水は見えず

「オマエさ、俺のこと好きだろ」
「は?」
明日の天気を尋ねるような、世間話でもしているような、平然とした声色だった。そんな、五条の感情の読めない声と表情に、七海の心は一層と掻き乱される。彼が何を考えてそんな発言をするに至ったのか、七海には想像もできない。
「そんなこと、ない、です」
動揺を押し殺そうとして失敗して、七海の返答は随分とぎこちないものとなった。五条のまあるくキョトンと開いた目が、サングラスのフチから覗く。
「嘘だろ」
「……嘘じゃないです」
嘘吐き呼ばわりをされて、七海の眉間にシワが寄った。デコボコになったその眉間を均すように、五条は人差し指を伸ばしてギュウギュウと押してくる。それでも伸びない頑固な眉間のシワに、何故だか、五条の機嫌も下降の一途を辿る。
「大体、好かれるようなことした覚え、あるんですか」
いい加減に鬱陶しくなった五条の右手を、七海は力を込めて払い除ける。宙ぶらりんな右手を眺める五条が何を思ったのか、七海にはわからない。

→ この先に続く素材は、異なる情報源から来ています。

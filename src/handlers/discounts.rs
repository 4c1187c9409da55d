//! Discount API Handlers
//! /api/discounts エンドポイント - 割引コードの検証と消化

use axum::{extract::State, http::HeaderMap, http::StatusCode, response::Json};
use serde::Serialize;
use std::sync::Arc;
use thiserror::Error;
use tracing::{info, warn};

use crate::auth::{self, AuthError};
use crate::db::DbPool;
use crate::models::{discount_kind, Discount, ValidateDiscountRequest, ValidateDiscountResponse};
use crate::AppState;

#[derive(Serialize, Debug)]
pub struct ErrorResponse {
    pub success: bool,
    pub error: String,
}

#[derive(Debug, Error)]
pub enum DiscountError {
    #[error("Discount code not found")]
    NotFound,
    #[error("Discount code is inactive")]
    Inactive,
    #[error("Discount code usage limit reached")]
    LimitReached,
    #[error(transparent)]
    Store(#[from] sqlx::Error),
}

/// 割引コードの適用可否を検証する。
/// NotFound → Inactive → LimitReached の順で判定。
pub async fn validate_discount_code(
    db: &DbPool,
    event_id: &str,
    code: &str,
) -> Result<Discount, DiscountError> {
    let discount: Option<Discount> =
        sqlx::query_as("SELECT * FROM discounts WHERE event_id = ? AND code = ?")
            .bind(event_id)
            .bind(code)
            .fetch_optional(db)
            .await?;

    let discount = discount.ok_or(DiscountError::NotFound)?;

    if discount.active == 0 {
        return Err(DiscountError::Inactive);
    }
    if discount.used_count >= discount.max_uses {
        return Err(DiscountError::LimitReached);
    }

    Ok(discount)
}

/// 割引額を計算する。percentage は 100% でキャップ。
pub fn discount_amount(discount: &Discount, amount: Option<i64>) -> Option<i64> {
    let amount = amount?;
    match discount.kind.as_str() {
        discount_kind::PERCENTAGE => {
            let pct = discount.value.min(100);
            Some(amount * pct / 100)
        }
        _ => Some(discount.value),
    }
}

/// used_count を無条件にインクリメントする（消化）。
///
/// 在庫トランザクションの外で呼ばれるベストエフォート処理。
/// max_uses の再チェックは行わないため、上限付近の並行消化は超過しうる。
/// 戻り値はコードが存在したかどうか。
pub async fn redeem_discount(db: &DbPool, event_id: &str, code: &str) -> Result<bool, sqlx::Error> {
    let result = sqlx::query(
        "UPDATE discounts SET used_count = used_count + 1 WHERE event_id = ? AND code = ?",
    )
    .bind(event_id)
    .bind(code)
    .execute(db)
    .await?;

    let redeemed = result.rows_affected() > 0;
    if redeemed {
        info!("Discount redeemed: event_id={}, code={}", event_id, code);
    }
    Ok(redeemed)
}

/// POST /api/discounts/validate - 割引コード検証
pub async fn validate_discount(
    State(state): State<Arc<AppState>>,
    headers: HeaderMap,
    Json(req): Json<ValidateDiscountRequest>,
) -> Result<Json<ValidateDiscountResponse>, (StatusCode, Json<ErrorResponse>)> {
    // Bearer 検証
    auth::verify_bearer(&state.db, &headers).await.map_err(|e| match e {
        AuthError::Store(_) => error_response(StatusCode::INTERNAL_SERVER_ERROR, e.to_string()),
        _ => error_response(StatusCode::UNAUTHORIZED, e.to_string()),
    })?;

    // 必須フィールドチェック
    let code = req.code.filter(|c| !c.is_empty()).ok_or_else(|| {
        error_response(StatusCode::BAD_REQUEST, "code is required".to_string())
    })?;
    let event_id = req.event_id.ok_or_else(|| {
        error_response(StatusCode::BAD_REQUEST, "event_id is required".to_string())
    })?;
    let _event_creator_id = req.event_creator_id.ok_or_else(|| {
        error_response(StatusCode::BAD_REQUEST, "event_creator_id is required".to_string())
    })?;

    let discount = validate_discount_code(&state.db, &event_id, &code)
        .await
        .map_err(|e| match e {
            DiscountError::NotFound => error_response(StatusCode::NOT_FOUND, e.to_string()),
            DiscountError::Inactive | DiscountError::LimitReached => {
                error_response(StatusCode::BAD_REQUEST, e.to_string())
            }
            DiscountError::Store(_) => {
                error_response(StatusCode::INTERNAL_SERVER_ERROR, e.to_string())
            }
        })?;

    let computed = discount_amount(&discount, req.amount);

    Ok(Json(ValidateDiscountResponse {
        success: true,
        code: discount.code.clone(),
        discount_type: discount.kind.clone(),
        // percentage は 100 でキャップした値を返す
        value: if discount.kind == discount_kind::PERCENTAGE {
            discount.value.min(100)
        } else {
            discount.value
        },
        max_uses: discount.max_uses,
        used_count: discount.used_count,
        discount_amount: computed,
    }))
}

fn error_response(status: StatusCode, message: String) -> (StatusCode, Json<ErrorResponse>) {
    warn!("API Error: {}", message);
    (status, Json(ErrorResponse { success: false, error: message }))
}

そうして、五条の不機嫌さを表すようにへの字に曲がった口が、薄く開く。逡巡するように、震えているかのように、五条は口を小さく控えめに開閉させた。
「…………ないけど」
見開いていた目を細めて、舌先で唇を湿らせる。
「でもオマエ、あんな顔しといて好きじゃないとか、嘘だろ」
最後の呟きは、迷子の子どものような、途方に暮れたような声色に感じられた。そう感じてしまったことに、七海も途方に暮れてしまった。キュッと引き結ばれた五条の唇は開きそうになくて、二人の間には重い沈黙が漂った。